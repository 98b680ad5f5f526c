//! Left-to-right construct scanner shared by every grammar.

use super::grammar::Grammar;
use super::pattern::{Match, TokenStream};

/// Finds successive construct matches in a source text.
///
/// At each token position the grammar's patterns are tried in table order
/// and the first one that matches wins; when none matches, scanning moves
/// on to the next token. Matches never overlap, so the text of a string
/// literal or comment is never rescanned for constructs.
pub struct Scanner<'g, 'a> {
    grammar: &'g dyn Grammar,
    stream: TokenStream<'a>,
    cursor: usize,
}

impl<'g, 'a> Scanner<'g, 'a> {
    pub fn new(grammar: &'g dyn Grammar, text: &'a str) -> Self {
        Self {
            grammar,
            stream: TokenStream::new(text),
            cursor: 0,
        }
    }

    /// Find the next match at or after the cursor.
    pub fn next_match(&mut self) -> Option<Match> {
        while self.cursor < self.stream.len() {
            let at = self.cursor;
            let found = self
                .grammar
                .patterns()
                .iter()
                .find_map(|pattern| pattern.try_match(&self.stream, at));
            if let Some(m) = found {
                self.cursor = m.next;
                return Some(m);
            }
            self.cursor += 1;
        }
        None
    }
}

impl Iterator for Scanner<'_, '_> {
    type Item = Match;

    fn next(&mut self) -> Option<Match> {
        self.next_match()
    }
}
◇ ◇ ◇ ◇
### ASSIGNMENT
Lines that hold the word "patterns" are the ones to copy from the entries above.

### ANSWER TO THIS PROBLEM
/// At each token position the grammar's patterns are tried in table order
                .patterns()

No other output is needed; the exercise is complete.